Unfortunately,  arguments based solely on theological or religious grounds too often fall on deaf ears in this particular situation.  Groups such as patients, physicians, nurses, and mental health professionals, along with persons with disabilities can provide the greatest and most effective testimony against “physician-assisted suicide” legislation.  Several concerns of this bill headed for the legislature are identified below: 

Ÿ  A1504 would give government bureaucrats and profit-driven health insurance programs the opportunity to cut costs by denying payment for more expensive treatments while approving payment for less costly assisted-suicide deaths. 
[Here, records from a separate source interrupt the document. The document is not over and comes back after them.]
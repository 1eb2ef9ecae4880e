/*
    fluxcodec
    https://github.com/dbalsom/fluxcodec

    Copyright 2024-2025 Daniel Balsom

    Permission is hereby granted, free of charge, to any person obtaining a
    copy of this software and associated documentation files (the “Software”),
    to deal in the Software without restriction, including without limitation
    the rights to use, copy, modify, merge, publish, distribute, sublicense,
    and/or sell copies of the Software, and to permit persons to whom the
    Software is furnished to do so, subject to the following conditions:

    The above copyright notice and this permission notice shall be included in
    all copies or substantial portions of the Software.

    THE SOFTWARE IS PROVIDED “AS IS”, WITHOUT WARRANTY OF ANY KIND, EXPRESS OR
    IMPLIED, INCLUDING BUT NOT LIMITED TO THE WARRANTIES OF MERCHANTABILITY,
    FITNESS FOR A PARTICULAR PURPOSE AND NONINFRINGEMENT. IN NO EVENT SHALL THE
    AUTHORS OR COPYRIGHT HOLDERS BE LIABLE FOR ANY CLAIM, DAMAGES OR OTHER
    LIABILITY, WHETHER IN AN ACTION OF CONTRACT, TORT OR OTHERWISE, ARISING
    FROM, OUT OF OR IN CONNECTION WITH THE SOFTWARE OR THE USE OR OTHER
    DEALINGS IN THE SOFTWARE.

    --------------------------------------------------------------------------

    src/types/enums.rs

    Defines common enumerations.
*/

use std::fmt::{self, Display, Formatter};

/// `EncodingMode` enumerates the bitstream encodings the multiplexer can
/// route. Exactly one mode is active at a time.
///
/// `EsdiNrz` is a field-level protocol on dedicated clock/data lines rather
/// than a self-clocking bit encoding; it has no bit-level codec and never
/// participates in auto-detection.
#[derive(Copy, Clone, Debug, Default, Hash, Eq, PartialEq, strum::EnumIter)]
pub enum EncodingMode {
    #[default]
    Mfm,
    Fm,
    GcrCbm,
    GcrApple6,
    GcrApple5,
    M2fm,
    TandyFm,
    EsdiNrz,
}

impl EncodingMode {
    /// Return the arbitration priority of the mode. Higher values win when
    /// several detectors assert a sync match on the same sample; the most
    /// distinctive pattern is the most trustworthy.
    pub fn priority(self) -> usize {
        use EncodingMode::*;
        match self {
            GcrApple6 => 7,
            GcrApple5 => 6,
            GcrCbm => 5,
            M2fm => 4,
            TandyFm => 3,
            Mfm => 2,
            Fm => 1,
            EsdiNrz => 0,
        }
    }

    /// Return the number of encoded cells consumed per decoded byte, or
    /// `None` for modes without a bit-level codec.
    pub fn cells_per_byte(self) -> Option<usize> {
        use EncodingMode::*;
        match self {
            Mfm | Fm | M2fm | TandyFm => Some(16),
            GcrCbm => Some(10),
            // Two 8-cell disk bytes per data byte.
            GcrApple6 | GcrApple5 => Some(16),
            EsdiNrz => None,
        }
    }

    /// Return a bool indicating whether the auto-detector may select this
    /// mode.
    pub fn is_auto_detectable(self) -> bool {
        !matches!(self, EncodingMode::EsdiNrz)
    }
}

impl Display for EncodingMode {
    fn fmt(&self, f: &mut Formatter) -> fmt::Result {
        match self {
            EncodingMode::Mfm => write!(f, "MFM"),
            EncodingMode::Fm => write!(f, "FM"),
            EncodingMode::GcrCbm => write!(f, "GCR (CBM)"),
            EncodingMode::GcrApple6 => write!(f, "GCR (Apple 6&2)"),
            EncodingMode::GcrApple5 => write!(f, "GCR (Apple 5&3)"),
            EncodingMode::M2fm => write!(f, "M2FM"),
            EncodingMode::TandyFm => write!(f, "FM (Tandy)"),
            EncodingMode::EsdiNrz => write!(f, "ESDI NRZ"),
        }
    }
}

/// Classification of a detected address mark. The classes are mutually
/// exclusive; a detector asserts at most one per sample.
#[derive(Copy, Clone, Debug, Eq, PartialEq, Hash)]
pub enum AddressMarkType {
    Id,
    Data,
    DeletedData,
}

impl Display for AddressMarkType {
    fn fmt(&self, f: &mut Formatter) -> fmt::Result {
        match self {
            AddressMarkType::Id => write!(f, "IDAM"),
            AddressMarkType::Data => write!(f, "DAM"),
            AddressMarkType::DeletedData => write!(f, "DDAM"),
        }
    }
}

/// A classified address mark: what kind of field follows, and which scheme's
/// detector produced the classification.
#[derive(Copy, Clone, Debug, Eq, PartialEq)]
pub struct AddressMark {
    pub mark: AddressMarkType,
    pub mode: EncodingMode,
}

impl Display for AddressMark {
    fn fmt(&self, f: &mut Formatter) -> fmt::Result {
        write!(f, "{} ({})", self.mark, self.mode)
    }
}

#[cfg(test)]
mod tests {
    use super::*;
    use strum::IntoEnumIterator;

    #[test]
    fn mode_priorities_are_unique() {
        let mut priorities: Vec<usize> = EncodingMode::iter().map(|m| m.priority()).collect();
        priorities.sort();
        priorities.dedup();
        assert_eq!(priorities.len(), EncodingMode::iter().count());
    }

    #[test]
    fn esdi_is_not_auto_detectable() {
        assert!(!EncodingMode::EsdiNrz.is_auto_detectable());
        assert!(EncodingMode::iter().filter(|m| m.is_auto_detectable()).count() == 7);
    }
}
Ÿ  A1504 would allow family members of health care providers and others to advise, suggest, encourage or exert subtle and not so subtle pressure on vulnerable patients to request doctor-prescribed suicide, setting the stage for elder abuse and pressure on vulnerable patients. 

Ÿ  Nothing in A1504 requires that any of the patient’s requests for an assisted-suicide prescription be made in person. 

Ÿ  Under A1504, someone who would benefit financially from the patient’s death could serve as a witness and claim that the patient is mentally fit and eligible to request assisted suicide. 

Ÿ  A1504 could permit a representative of an assisted-suicide advocacy organization to witness a vulnerable patient’s written request and offers no protections for the patient once the assisted-suicide prescription is filled. 

Ÿ  A1504 gives the illusion of choice.  Yet, it will actually constrict patient choice. 

Ÿ  A1504  would permit assisted-suicide prescriptions for mentally ill or depressed patients. 

Ÿ  A1504  would allow drugs for suicide to be delivered to the patient by a third party. 

Ÿ  A1504 would allow doctors to prescribe the deadly overdose of drugs for patients who could live for many years. 

Ÿ  A1504  would set the stage for a patient’s doctor-prescribed-suicide death based on fear of being a burden to others. 

Ÿ  A1504 would permit a third party to request assisted-suicide for a patient without any oversight to determine the accuracy of the request. 

Ÿ  A1504 would require health care professionals to facilitate doctor-prescribed suicide. 

Letter received from Deacon Jerry Jablonowski dated March 27, 2018.

The Cultural and legislative developments previously mentioned have played an enormous role in creating the shift of attitudes toward care of the dying.  Although these attitudes appeal to human compassion, they raise the following serious moral questions:  Is it morally permissible for a physician to directly by commission or omission, terminate the life of his/her patient?  Ought patients be killed by their physicians in order to be relieved of their sufferings?  What alternatives are available to assist people whose afflictions cannot be cured. 

When physicians set aside the role of healer and assume the role of terminator of life, without destroying the whole structure of medicine and the expectations patients have of their physician.  How can one maintain the physician’s role and at the same time terminate a life?  The taboo against killing is so vital to our society that we abrogate it only at great peril.  When physicians kill, police officers steal, firefighters start fires or soldier attack civilians...the social matrix dissolves. 

For a painless, dignified, peaceful end of our life….Let us pray to the Lord.